Я взял data_test_short

Сначала избавимся от неправильно размеченных данных: тех,у которых начало позже конца вставки - я попробовал пройтись по таким сериям руками и понял, что ошибка разметки не одинакова, то есть, например, замена start на end не исправит ситуацию в общем случае, а полный пайплайн предобработки явно за скоупом тестового задания.

In [67]:
import os
import json
import subprocess
import torch
import numpy as np
import cv2
from sklearn.cluster import KMeans
from sklearn.decomposition import PCA
from sklearn.preprocessing import normalize
from transformers import CLIPProcessor, CLIPModel, AutoProcessor, AutoModel
import torchaudio
from tqdm import tqdm
import collections


def read_json(file_path):
    with open(file_path, 'r') as file:
        data = json.load(file)
    return data


data = read_json('/kaggle/input/vk-title-test/data_test_short/labels.json')

valid = []
for video in data:
    if data[video]['start'] < data[video]['end']:
        valid.append(video)

Будем рассматривать только первые две минуты - как правило заставки подобного рода встречаются в самом начале.

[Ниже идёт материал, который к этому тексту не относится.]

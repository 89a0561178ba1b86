//! WebSocket message envelope delivered to peers.
//!
//! Every server-originated text frame is one [`WsMessage`] serialized as
//! JSON. The hub treats the encoded bytes as opaque; only this module and
//! the event bridge know the shape.

use axum::body::Bytes;
use chrono::{DateTime, Utc};
use serde::{Deserialize, Serialize};

use crate::domain::PeerId;
use crate::error::PusherError;
use crate::events::CreatedFeedMessage;

/// Top-level WebSocket message envelope.
#[derive(Debug, Clone, Serialize, Deserialize)]
pub struct WsMessage {
    /// Server-generated message ID.
    pub id: String,
    /// Message type discriminator.
    #[serde(rename = "type")]
    pub msg_type: WsMessageType,
    /// ISO-8601 timestamp of when the message was built.
    pub timestamp: DateTime<Utc>,
    /// Variant-specific payload.
    pub payload: serde_json::Value,
}

/// Discriminator for WebSocket message types.
#[derive(Debug, Clone, Copy, Serialize, Deserialize, PartialEq, Eq)]
#[serde(rename_all = "snake_case")]
pub enum WsMessageType {
    /// Sent once to a peer right after it registers.
    Welcome,
    /// Broadcast for every feed the write side creates.
    CreatedFeed,
}

/// Payload of a [`WsMessageType::CreatedFeed`] message.
#[derive(Debug, Clone, PartialEq, Eq, Serialize, Deserialize)]
pub struct CreatedFeedPayload {
    /// Feed identifier.
    pub id: String,
    /// Feed title.
    pub title: String,
    /// Feed description.
    pub description: String,
    /// When the feed was created.
    pub created_at: DateTime<Utc>,
}

impl WsMessage {
    fn build(msg_type: WsMessageType, payload: serde_json::Value) -> Self {
        Self {
            id: uuid::Uuid::new_v4().to_string(),
            msg_type,
            timestamp: Utc::now(),
            payload,
        }
    }

    /// Greeting for a newly registered peer.
    #[must_use]
    pub fn welcome(peer_id: &PeerId) -> Self {
        Self::build(
            WsMessageType::Welcome,
            serde_json::json!({
                "message": "Connected to feed pusher",
                "peer_id": peer_id,
            }),
        )
    }

    /// Broadcast message for a created feed.
    ///
    /// # Errors
    ///
    /// Returns [`PusherError::Encode`] if the payload cannot be converted
    /// to JSON.
    pub fn created_feed(event: &CreatedFeedMessage) -> Result<Self, PusherError> {
        let payload = CreatedFeedPayload {
            id: event.id.clone(),
            title: event.title.clone(),
            description: event.description.clone(),
            created_at: event.created_at,
        };
        let value =
            serde_json::to_value(&payload).map_err(|e| PusherError::Encode(e.to_string()))?;
        Ok(Self::build(WsMessageType::CreatedFeed, value))
    }

    /// Serializes the envelope into an outbound payload.
    ///
    /// # Errors
    ///
    /// Returns [`PusherError::Encode`] on serialization failure.
    pub fn to_payload(&self) -> Result<Bytes, PusherError> {
        serde_json::to_vec(self)
            .map(Bytes::from)
            .map_err(|e| PusherError::Encode(e.to_string()))
    }
}
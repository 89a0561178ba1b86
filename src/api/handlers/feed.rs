//! Feed handlers: create and list.

use axum::extract::{Path, Query, State};
use axum::http::StatusCode;
use axum::response::IntoResponse;
use axum::routing::{get, post};
use axum::{Json, Router};

use crate::api::dto::{CreateFeedRequest, FeedListResponse, PaginationParams};
use crate::app_state::AppState;
use crate::domain::Feed;
use crate::error::{ErrorResponse, PusherError};

/// `POST /feeds`: Create a feed and announce it to connected clients.
///
/// # Errors
///
/// Returns [`PusherError::InvalidRequest`] for a blank title, or a
/// persistence error if the feed cannot be stored.
#[utoipa::path(
    post,
    path = "/api/v1/feeds",
    tag = "Feeds",
    summary = "Create a feed",
    description = "Stores a new feed and publishes a CreatedFeed event, which is pushed to every connected WebSocket client.",
    request_body = CreateFeedRequest,
    responses(
        (status = 201, description = "Feed created", body = Feed),
        (status = 400, description = "Invalid request", body = ErrorResponse),
        (status = 500, description = "Storage failure", body = ErrorResponse),
    )
)]
pub async fn create_feed(
    State(state): State<AppState>,
    Json(req): Json<CreateFeedRequest>,
) -> Result<impl IntoResponse, PusherError> {
    let feed = state
        .feed_service
        .create_feed(&req.title, &req.description)
        .await?;
    Ok((StatusCode::CREATED, Json(feed)))
}

/// `GET /feeds`: List feeds with pagination.
///
/// # Errors
///
/// Returns a persistence error if the feeds cannot be read.
#[utoipa::path(
    get,
    path = "/api/v1/feeds",
    tag = "Feeds",
    summary = "List feeds",
    description = "Returns a paginated list of stored feeds, oldest first.",
    params(PaginationParams),
    responses(
        (status = 200, description = "Paginated feed list", body = FeedListResponse),
        (status = 500, description = "Storage failure", body = ErrorResponse),
    )
)]
pub async fn list_feeds(
    State(state): State<AppState>,
    Query(params): Query<PaginationParams>,
) -> Result<impl IntoResponse, PusherError> {
    let feeds = state.feed_service.list_feeds().await?;
    let (data, pagination) = params.paginate(feeds);
    Ok(Json(FeedListResponse { data, pagination }))
}

/// `GET /feeds/:id`: Get a single feed.
///
/// # Errors
///
/// Returns [`PusherError::FeedNotFound`] if the feed does not exist.
#[utoipa::path(
    get,
    path = "/api/v1/feeds/{id}",
    tag = "Feeds",
    summary = "Get a feed",
    description = "Returns a single stored feed by id.",
    params(
        ("id" = String, Path, description = "Feed id"),
    ),
    responses(
        (status = 200, description = "Feed", body = Feed),
        (status = 404, description = "Feed not found", body = ErrorResponse),
    )
)]
pub async fn get_feed(
    State(state): State<AppState>,
    Path(id): Path<String>,
) -> Result<impl IntoResponse, PusherError> {
    let feed = state.feed_service.get_feed(&id).await?;
    Ok(Json(feed))
}

/// Feed routes.
pub fn routes() -> Router<AppState> {
    Router::new()
        .route("/feeds", post(create_feed).get(list_feeds))
        .route("/feeds/{id}", get(get_feed))
}
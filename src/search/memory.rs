//! In-memory search index.

use std::collections::HashMap;

use async_trait::async_trait;
use tokio::sync::RwLock;

use super::SearchRepository;
use crate::domain::Feed;
use crate::error::PusherError;

/// Search index keyed by feed id.
///
/// A query is split into lowercase terms; a feed matches when any term
/// occurs in its title or description. Results are ranked by the number
/// of matching terms, title hits counting double, then by recency.
#[derive(Debug, Default)]
pub struct InMemorySearchRepository {
    documents: RwLock<HashMap<String, Feed>>,
}

impl InMemorySearchRepository {
    /// Creates an empty index.
    #[must_use]
    pub fn new() -> Self {
        Self::default()
    }
}

fn score(feed: &Feed, terms: &[String]) -> usize {
    let title = feed.title.to_lowercase();
    let description = feed.description.to_lowercase();
    terms
        .iter()
        .map(|term| {
            usize::from(title.contains(term.as_str())) * 2
                + usize::from(description.contains(term.as_str()))
        })
        .sum()
}

#[async_trait]
impl SearchRepository for InMemorySearchRepository {
    async fn index_feed(&self, feed: &Feed) -> Result<(), PusherError> {
        let _ = self
            .documents
            .write()
            .await
            .insert(feed.id.clone(), feed.clone());
        Ok(())
    }

    async fn search_feeds(&self, query: &str) -> Result<Vec<Feed>, PusherError> {
        let terms: Vec<String> = query.split_whitespace().map(str::to_lowercase).collect();
        if terms.is_empty() {
            return Ok(Vec::new());
        }

        let documents = self.documents.read().await;
        let mut hits: Vec<(usize, &Feed)> = documents
            .values()
            .map(|feed| (score(feed, &terms), feed))
            .filter(|(score, _)| *score > 0)
            .collect();
        hits.sort_by(|(sa, a), (sb, b)| sb.cmp(sa).then(b.created_at.cmp(&a.created_at)));
        Ok(hits.into_iter().map(|(_, feed)| feed.clone()).collect())
    }

    async fn count(&self) -> Result<u64, PusherError> {
        Ok(self.documents.read().await.len() as u64)
    }
}
//! Search DTOs for query and reindex operations.

use serde::{Deserialize, Serialize};
use utoipa::{IntoParams, ToSchema};

/// Query parameters for `GET /search`.
#[derive(Debug, Clone, Default, Deserialize, IntoParams)]
#[into_params(parameter_in = Query)]
pub struct SearchParams {
    /// Search terms, matched against title and description.
    pub q: Option<String>,
}

/// Response body for `POST /reindex`.
#[derive(Debug, Clone, Serialize, Deserialize, ToSchema)]
pub struct ReindexResponse {
    /// Human-readable summary.
    pub message: String,
    /// Feeds read from the store.
    pub total_feeds: usize,
    /// Feeds written to the index.
    pub indexed_count: usize,
    /// Completion time (RFC 3339).
    pub timestamp: String,
}
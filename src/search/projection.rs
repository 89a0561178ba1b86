//! Projection of `CreatedFeed` notifications into the search index.

use std::sync::Arc;

use tokio::sync::mpsc;
use tracing::{debug, warn};

use super::SearchRepository;
use crate::domain::Feed;
use crate::error::PusherError;
use crate::events::{CreatedFeedHandler, CreatedFeedMessage, EventStore, Subscription};

/// Keeps a [`SearchRepository`] in step with the event bus.
///
/// Notifications are indexed one at a time in arrival order. Indexing is
/// an upsert, so a redelivered notification is harmless.
#[derive(Debug, Clone)]
pub struct SearchProjection {
    index: Arc<dyn SearchRepository>,
}

impl SearchProjection {
    /// Creates a projection writing into `index`.
    #[must_use]
    pub fn new(index: Arc<dyn SearchRepository>) -> Self {
        Self { index }
    }

    /// Indexes one notification and reports whether it was stored.
    /// Failures are logged and skipped.
    pub async fn project(&self, event: CreatedFeedMessage) -> bool {
        let feed = Feed {
            id: event.id,
            title: event.title,
            description: event.description,
            created_at: event.created_at,
        };
        match self.index.index_feed(&feed).await {
            Ok(()) => {
                debug!(feed_id = %feed.id, "feed indexed");
                true
            }
            Err(e) => {
                warn!(feed_id = %feed.id, error = %e, "failed to index feed");
                false
            }
        }
    }

    /// Subscribes to `store` and indexes every notification until the
    /// returned [`Subscription`] is dropped or the store closes.
    ///
    /// # Errors
    ///
    /// Returns the store's error if the subscription cannot be set up.
    pub async fn attach(&self, store: &dyn EventStore) -> Result<Subscription, PusherError> {
        let (tx, mut rx) = mpsc::unbounded_channel::<CreatedFeedMessage>();
        let handler: CreatedFeedHandler = Box::new(move |event| {
            let _ = tx.send(event);
        });
        let subscription = store.on_created_feed(handler).await?;

        let projection = self.clone();
        tokio::spawn(async move {
            while let Some(event) = rx.recv().await {
                let _ = projection.project(event).await;
            }
            debug!("search projection stopped");
        });
        Ok(subscription)
    }
}
//! # feed-pusher
//!
//! Real-time WebSocket fan-out of feed creation events.
//!
//! Feeds are created over REST, stored, and announced on an event bus as
//! `CreatedFeed` notifications. The event bridge turns each notification
//! into a JSON message that the hub pushes to every connected WebSocket
//! client, and the search projection indexes it for full-text queries.
//!
//! ## Architecture
//!
//! ```text
//! Clients (HTTP, WebSocket)
//!     │
//!     ├── REST Handlers (api/)
//!     ├── WS Handler + Connection loops (ws/)
//!     │
//!     ├── FeedService (service/) ──► EventStore (events/)
//!     │                                   │
//!     │                      ┌────────────┴─────────────┐
//!     │                 EventBridge (ws/)     SearchProjection (search/)
//!     │                      │                          │
//!     ├── Hub (hub/) ◄───────┘                          ▼
//!     ├── SearchService (service/) ──► SearchRepository (search/)
//!     │
//!     └── FeedRepository: PostgreSQL or in-memory (persistence/)
//! ```

pub mod api;
pub mod app_state;
pub mod config;
pub mod domain;
pub mod error;
pub mod events;
pub mod hub;
pub mod persistence;
pub mod search;
pub mod service;
pub mod ws;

Данные подтверждают это наблюдение

In [3]:
input_path = '/kaggle/input/vk-title-test/data_test_short'
output_path = '/kaggle/working/cut_videos'

os.makedirs(output_path, exist_ok=True)
max_duration_seconds = 120

for video_name in tqdm(valid, desc="Обрезка видео"):
    video_folder_path = os.path.join(input_path, video_name)
    input_video_path = os.path.join(video_folder_path, f"{video_name}.mp4")
    output_video_path = os.path.join(output_path, f"{video_name}.mp4")
    cmd = [
            'ffmpeg',
            '-y',               
            '-i', input_video_path,    
            '-t', str(max_duration_seconds), 
            '-c', 'copy',       
            output_video_path
        ]
    subprocess.run(cmd, check=True, stdout=subprocess.PIPE, stderr=subprocess.PIPE)
    
print('Done')

Обрезка видео: 100%|██████████| 40/40 [00:28<00:00,  1.42it/s]

Done





In [68]:
WINDOW_SIZE = 5            
FPS_SAMPLE = 1             
N_CLUSTERS = 2         
DEVICE = 'cuda' if torch.cuda.is_available() else 'cpu'

In [69]:
def extract_window_embeddings(video_path):
    cap = cv2.VideoCapture(video_path)
    fps = cap.get(cv2.CAP_PROP_FPS)
    total_frames = int(cap.get(cv2.CAP_PROP_FRAME_COUNT))
    duration = total_frames / fps

    waveform, sr = torchaudio.load(video_path)
    if sr != 16000:
        waveform = torchaudio.functional.resample(waveform, sr, 16000)
        sr = 16000
    mono_wave = waveform.mean(dim=0)

    embeddings, timestamps = [], []
    for start in range(0, int(duration) - WINDOW_SIZE + 1):
        frame_imgs = []
        for off in range(WINDOW_SIZE):
            cap.set(cv2.CAP_PROP_POS_FRAMES, int((start + off) * fps))
            ret, frame = cap.read()
            frame_imgs.append(cv2.cvtColor(frame, cv2.COLOR_BGR2RGB))
        inputs_img = clip_processor(images=frame_imgs, return_tensors='pt').to(DEVICE)
        with torch.no_grad():
            img_feats = clip_model.get_image_features(**inputs_img)
        img_emb = img_feats.mean(dim=0)

        s_sample = start * sr
        e_sample = (start + WINDOW_SIZE) * sr
        audio_np = mono_wave[s_sample:e_sample].cpu().numpy()
        audio_inputs = audio_processor(audio_np, sampling_rate=sr, return_tensors='pt', padding=True)
        audio_inputs = {k: v.to(DEVICE) for k, v in audio_inputs.items()}
        with torch.no_grad():
            aud_out = audio_model(**audio_inputs)
        audio_emb = aud_out.last_hidden_state[:, 0, :].squeeze(0)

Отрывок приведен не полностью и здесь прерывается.